Business books have traditionally covered a broad landscape, from the art of negotiating deals and picking stocks to bestselling portraits of media-savvy moguls, such as Lee Iacocca and Jack Welch.

There have been classic contrarian takes on how to succeed in business (“What They Don’t Teach You at Harvard Business School” by Mark M. McCormick) and primers on revolutionizing the workplace (“Up the Organization: How to Stop Management from Stifling People and Strangling Productivity” by Robert Townsend).

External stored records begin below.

//! Minimal YAML writer for the documents this crate builds.
//!
//! Walks a `serde_json::Value` (insertion-ordered, see the `preserve_order`
//! feature) and writes block-style YAML. Not a general YAML serializer:
//! there are no anchors, multi-line scalars or flow collections beyond `[]`
//! and `{}` for empty ones.
//!
//! Rules:
//! - null values are omitted entirely
//! - a map inside a sequence starts on the `- ` line, its other keys are
//!   indented to line up under the first one
//! - strings that YAML would misread (containing `:`, `#`, `-` or a control
//!   character, empty, number-like, boolean-like, or starting with an
//!   indicator character) are double-quoted
//! - under a `rules` key only, a string item starting with `#` is written as
//!   a YAML comment line, not as an item

use std::fmt::Write;

use serde_json::{Map, Value};

const INDENT: &str = "  ";

/// Characters that change meaning at the start of a plain scalar
const INDICATORS: &[char] = &[
    '[', ']', '{', '}', ',', '&', '*', '!', '|', '>', '\'', '"', '%', '@', '`', '?',
];

/// Sequence whose `#` items are comments rather than values
const COMMENT_KEY: &str = "rules";

const RESERVED_WORDS: &[&str] = &["true", "false", "null", "~", "yes", "no", "on", "off"];

/// Render `value` as YAML.
pub fn to_yaml(value: &Value) -> String {
    let mut out = String::new();
    match value {
        Value::Null => {}
        Value::Object(map) => write_map(&mut out, map, 0),
        Value::Array(items) => write_seq(&mut out, items, 0, false),
        scalar => {
            out.push_str(&scalar_to_string(scalar));
            out.push('\n');
        }
    }
    out
}

fn write_map(out: &mut String, map: &Map<String, Value>, indent: usize) {
    let pad = INDENT.repeat(indent);
    for (key, value) in map {
        match value {
            Value::Null => {}
            Value::Array(items) if items.is_empty() => {
                let _ = writeln!(out, "{}{}: []", pad, key);
            }
            Value::Array(items) => {
                let _ = writeln!(out, "{}{}:", pad, key);
                write_seq(out, items, indent + 1, key == COMMENT_KEY);
            }
            Value::Object(inner) if inner.is_empty() => {
                let _ = writeln!(out, "{}{}: {{}}", pad, key);
            }
            Value::Object(inner) => {
                let _ = writeln!(out, "{}{}:", pad, key);
                write_map(out, inner, indent + 1);
            }
            scalar => {
                let _ = writeln!(out, "{}{}: {}", pad, key, scalar_to_string(scalar));
            }
        }
    }
}

fn write_seq(out: &mut String, items: &[Value], indent: usize, comments: bool) {
    let pad = INDENT.repeat(indent);
    for item in items {
        match item {
            Value::Null => {}
            Value::String(s) if comments && s.starts_with('#') && !s.contains('\n') => {
                let _ = writeln!(out, "{}{}", pad, s);
            }
            Value::Object(inner) => {
                let mut nested = String::new();
                write_map(&mut nested, inner, indent + 1);
                if nested.is_empty() {
                    let _ = writeln!(out, "{}- {{}}", pad);
                    continue;
                }
                // First key moves onto the dash line, the rest already sit
                // at the column right after "- ".
                let inner_pad = INDENT.repeat(indent + 1);
                let _ = write!(out, "{}- ", pad);
                out.push_str(nested.strip_prefix(inner_pad.as_str()).unwrap_or(&nested));
            }
            Value::Array(inner) if inner.is_empty() => {
                let _ = writeln!(out, "{}- []", pad);
            }
            Value::Array(inner) => {
                let _ = writeln!(out, "{}-", pad);
                write_seq(out, inner, indent + 1, false);
            }
            scalar => {
                let _ = writeln!(out, "{}- {}", pad, scalar_to_string(scalar));
            }
        }
    }
}

fn scalar_to_string(value: &Value) -> String {
    match value {
        Value::String(s) if needs_quotes(s) => quote(s),
        Value::String(s) => s.clone(),
        other => other.to_string(),
    }
}

fn needs_quotes(s: &str) -> bool {
    s.is_empty()
        || s.contains(':')
        || s.contains('#')
        || s.contains('-')
        || s.starts_with(INDICATORS)
        || s.starts_with(char::is_whitespace)
        || s.ends_with(char::is_whitespace)
        || s.chars().any(char::is_control)
        || RESERVED_WORDS.iter().any(|w| s.eq_ignore_ascii_case(w))
        || s.parse::<f64>().is_ok()
}

fn quote(s: &str) -> String {
    let mut quoted = String::with_capacity(s.len() + 2);
    quoted.push('"');
    for c in s.chars() {
        match c {
            '"' => quoted.push_str("\\\""),
            '\\' => quoted.push_str("\\\\"),
            '\n' => quoted.push_str("\\n"),
            '\r' => quoted.push_str("\\r"),
            '\t' => quoted.push_str("\\t"),
            c if c.is_control() => {
                let _ = write!(quoted, "\\u{:04x}", c as u32);
            }
            c => quoted.push(c),
        }
    }
    quoted.push('"');
    quoted
}
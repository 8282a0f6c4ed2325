//! Bearer credentials.

use datacatalog::Error;

/// Supplies the bearer token attached to each request.
///
/// Called once per request, so implementations that cache and refresh
/// tokens should do so internally.
pub trait TokenCredential: Send + Sync + 'static {
    fn token(&self) -> Result<String, Error>;
}

/// A fixed token, e.g. from `CATALOG_TOKEN`.
#[derive(Clone)]
pub struct StaticTokenCredential {
    token: String,
}

impl StaticTokenCredential {
    pub fn new(token: impl Into<String>) -> Self {
        Self { token: token.into() }
    }
}

impl TokenCredential for StaticTokenCredential {
    fn token(&self) -> Result<String, Error> {
        if self.token.is_empty() {
            return Err(Error::Credential("token is empty".into()));
        }
        Ok(self.token.clone())
    }
}

impl std::fmt::Debug for StaticTokenCredential {
    fn fmt(&self, f: &mut std::fmt::Formatter<'_>) -> std::fmt::Result {
        f.debug_struct("StaticTokenCredential")
            .field("token", &"<redacted>")
            .finish()
    }
}

#[cfg(test)]
mod tests {
    use super::*;

    #[test]
    fn static_token() {
        assert_eq!(StaticTokenCredential::new("abc").token().unwrap(), "abc");
        assert!(matches!(
            StaticTokenCredential::new("").token(),
            Err(Error::Credential(_))
        ));
    }

    #[test]
    fn debug_hides_token() {
        let s = format!("{:?}", StaticTokenCredential::new("hunter2"));
        assert!(!s.contains("hunter2"));
    }
}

If there’s a unifying thread, it’s that these books reflect the economic zeitgeist. When U.S. anxiety grew over its economic competition with Japan in the late 1980s and early 1990s, books such as David Halberstam’s “The Reckoning” and Lester Thurow’s “Head to Head” were hugely popular.

But it can be risky for publishers to place bets on such books now. Even the most knowledgeable experts are confused about how to fix the economy. There’s a lag time of at least a year between signing up a new title and shipping it to stores, and few can predict what the fiscal situation will be in 12 months or what readers will be willing to buy.

“It takes time to decide which book you should heavily promote, let alone which events should be the basis for a book,” said Roger Scholl, editorial director of Doubleday’s business imprint. “Although we can rush things out quickly, that’s not how you get thoughtful analysis.”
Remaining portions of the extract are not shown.